Thousands of tokens.

Every single time.

The session processed the message, generated a response, exited, and waited for the next event.

Then another identical onboarding message arrived.

Another session spawned.

Another full context load.

Again. And again. And again.

5,080 times in roughly 15 hours.


The terrifying part

Nothing looked broken.

The agents responded normally. No crashes. No red alerts. No failing health checks.

From the outside, the system appeared healthy.


Why Nobody Noticed

For 15 hours, the loop quietly burned tokens in the background.

Several things made it unusually hard to detect:

1. The system was technically "working"

Messages flowed correctly. Agents replied correctly. Tasks completed successfully. Nothing visibly failed.

2. Agent startup is deceptively expensive

Most of the burn came from repeatedly loading massive context windows — not model outputs. Every new session loaded the full orchestration environment before doing any work. A tiny onboarding ping triggered tens of thousands of input tokens. Over and over.

3. Session budgets didn't help

Each individual session stayed within limits. But the loop continuously spawned brand-new sessions. Per-session token limits are useless if you accidentally create infinite sessions.

4. Rate limiting didn't help either

Even with request throttling, every request still consumed context tokens. A slow infinite loop is still an infinite loop.

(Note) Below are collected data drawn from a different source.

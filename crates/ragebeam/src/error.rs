use std::io;
use std::path::PathBuf;

use ragebeam_fetch::{ClientSettingError, FetchError, Os, ParseOsError, Phase};
use thiserror::Error;

/// Input problems exit with the same code clap uses for usage errors.
pub const EXIT_INPUT: u8 = 2;
pub const EXIT_AUTH: u8 = 3;
pub const EXIT_RETRIEVAL: u8 = 4;
pub const EXIT_DOWNLOAD: u8 = 5;

#[derive(Debug, Error)]
pub enum CliError {
    #[error(transparent)]
    Fetch(#[from] FetchError),

    #[error(transparent)]
    Client(#[from] ClientSettingError),

    #[error(transparent)]
    Os(#[from] ParseOsError),

    #[error("destination folder {} does not exist or is not a directory", .0.display())]
    Destination(PathBuf),

    #[error("the download page lists no installers for {0}")]
    NoInstallers(Os),

    #[error("selection {0:?} is not a number")]
    NotANumber(String),

    #[error("selection {index} is out of range, expected 0 to {}", .len.saturating_sub(1))]
    OutOfRange { index: usize, len: usize },

    #[error("failed to read selection")]
    Input(#[source] io::Error),
}

impl CliError {
    pub fn exit_code(&self) -> u8 {
        match self {
            CliError::Fetch(e) => match e.phase() {
                Phase::Auth => EXIT_AUTH,
                Phase::Retrieval => EXIT_RETRIEVAL,
                Phase::Download => EXIT_DOWNLOAD,
            },
            _ => EXIT_INPUT,
        }
    }
}

#[cfg(test)]
mod tests {
    use super::*;
    use ragebeam_fetch::StatusCode;

    #[test]
    fn test_exit_codes_by_phase() {
        let auth = CliError::from(FetchError::LoginRejected(StatusCode::FORBIDDEN));
        let retrieval = CliError::from(FetchError::NoLinks {
            attempts: 15,
            source: None,
            last_status: None,
        });
        let download = CliError::from(FetchError::ContentLength);

        assert_eq!(auth.exit_code(), EXIT_AUTH);
        assert_eq!(retrieval.exit_code(), EXIT_RETRIEVAL);
        assert_eq!(download.exit_code(), EXIT_DOWNLOAD);
        assert_eq!(CliError::NotANumber("x".into()).exit_code(), EXIT_INPUT);
        assert_eq!(CliError::OutOfRange { index: 9, len: 2 }.exit_code(), EXIT_INPUT);
    }

    #[test]
    fn test_alternate_rendering_includes_causes() {
        let err = CliError::Input(io::Error::new(io::ErrorKind::UnexpectedEof, "stdin closed"));
        assert_eq!(
            format!("{:#}", anyhow::Error::from(err)),
            "failed to read selection: stdin closed"
        );

        let err = CliError::from(FetchError::NoLinks {
            attempts: 15,
            source: None,
            last_status: Some(StatusCode::SERVICE_UNAVAILABLE),
        });
        assert_eq!(
            format!("{:#}", anyhow::Error::from(err)),
            "wasn't able to get links list after 15 attempts (last status 503 Service Unavailable)"
        );
    }

    #[test]
    fn test_out_of_range_message() {
        let err = CliError::OutOfRange { index: 7, len: 3 };
        assert_eq!(err.to_string(), "selection 7 is out of range, expected 0 to 2");
    }
}
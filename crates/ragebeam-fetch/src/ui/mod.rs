//! Terminal progress reporting for downloads.

mod tracker;

pub use tracker::{
    BarTracker, BarTrackerBuilder, LineTracker, LineTrackerBuilder, Reporting, Silent, Tracker,
    TrackerBuilder,
};
use std::fmt;
use std::str::FromStr;

use thiserror::Error;

/// Portal account, parsed from a `username:password` argument.
#[derive(Clone, PartialEq, Eq)]
pub struct Credentials {
    username: String,
    password: String,
}

#[derive(Debug, Clone, PartialEq, Eq, Error)]
pub enum CredentialsError {
    #[error("expected <username:password>, found no ':' separator")]
    MissingSeparator,
    #[error("username must not be empty")]
    EmptyUsername,
}

impl Credentials {
    pub fn new(username: impl Into<String>, password: impl Into<String>) -> Self {
        Self {
            username: username.into(),
            password: password.into(),
        }
    }

    pub fn username(&self) -> &str {
        &self.username
    }

    pub fn password(&self) -> &str {
        &self.password
    }
}

impl FromStr for Credentials {
    type Err = CredentialsError;

    /// Splits on the first `:` only, so passwords may contain colons.
    fn from_str(s: &str) -> Result<Self, Self::Err> {
        let (username, password) = s.split_once(':').ok_or(CredentialsError::MissingSeparator)?;
        if username.is_empty() {
            return Err(CredentialsError::EmptyUsername);
        }
        Ok(Self::new(username, password))
    }
}

impl fmt::Debug for Credentials {
    fn fmt(&self, f: &mut fmt::Formatter<'_>) -> fmt::Result {
        f.debug_struct("Credentials")
            .field("username", &self.username)
            .field("password", &"<redacted>")
            .finish()
    }
}

/// Cookies handed out by the login endpoint.
///
/// Attached to every later request. There is no expiry tracking: once the
/// portal stops honouring these cookies, requests fail with whatever status
/// the portal picks.
#[derive(Debug, Clone, Default, PartialEq, Eq)]
pub struct Session {
    cookies: Vec<(String, String)>,
}

impl Session {
    pub fn from_cookies<I, K, V>(cookies: I) -> Self
    where
        I: IntoIterator<Item = (K, V)>,
        K: Into<String>,
        V: Into<String>,
    {
        Self {
            cookies: cookies
                .into_iter()
                .map(|(k, v)| (k.into(), v.into()))
                .collect(),
        }
    }

    pub fn cookies(&self) -> &[(String, String)] {
        &self.cookies
    }

    /// Value for a `Cookie` request header, `None` when no cookies were issued.
    pub fn cookie_header(&self) -> Option<String> {
        if self.cookies.is_empty() {
            return None;
        }
        let pairs: Vec<String> = self
            .cookies
            .iter()
            .map(|(name, value)| format!("{name}={value}"))
            .collect();
        Some(pairs.join("; "))
    }
}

5. Monitoring lagged behind reality

We checked usage dashboards manually. Once per day. By the time we saw the spike, the loop had already been running all night.

6. Killing the process didn't stop it

The bridge daemon was managed by launchd. Killing the process simply restarted it automatically. We had to unload the daemon entirely before the loop finally stopped.


The Root Cause

The issue came from an ugly interaction between:

  • network discovery
  • onboarding retries
  • and a bridge with no deduplication layer

The secondary agent had unstable connectivity during onboarding. It repeatedly appeared and disappeared from the network. Each rediscovery triggered another "welcome" event. The bridge forwarded every event blindly. Hermes processed each one as brand-new.

Positive feedback loop:

Onboarding event
    ↓
NATS message
    ↓
Bridge forwards event
    ↓
Hermes session spawns
    ↓
Context loads
    ↓
Response generated
    ↓
Network rediscovery
    ↓
Onboarding event again
Enter fullscreen mode Exit fullscreen mode

Repeat for 15 hours.


The Fix

The actual fix was surprisingly small. Three changes stopped the entire cascade.

1. Message deduplication

The critical fix. The bridge now hashes incoming onboarding payloads and ignores duplicates within a cooldown window.

2. Session spawn protection

Repeated onboarding events from the same agent are now collapsed into a single active session.

3. Real-time token monitoring

We added live token-rate alerts instead of daily dashboard checks. If token velocity spikes abnormally, the bridge now alerts immediately.

Full implementation: github.com/nerudek/nats-agent-state-sharing/tree/main/bridge


The Cost

Now for the part that genuinely scared me.

I calculated what this exact same bug would have cost across different providers.

The bug was identical. Only the API provider changed.

Provider Estimated Cost
Anthropic Claude Sonnet ~$1,245
OpenAI GPT-5-class pricing ~$2,090
Moonshot Kimi ~$392
DeepSeek $22.97

That's the moment I finally exhaled.

The engineering mistake was real. The token burn was real. The 400 million tokens were very real.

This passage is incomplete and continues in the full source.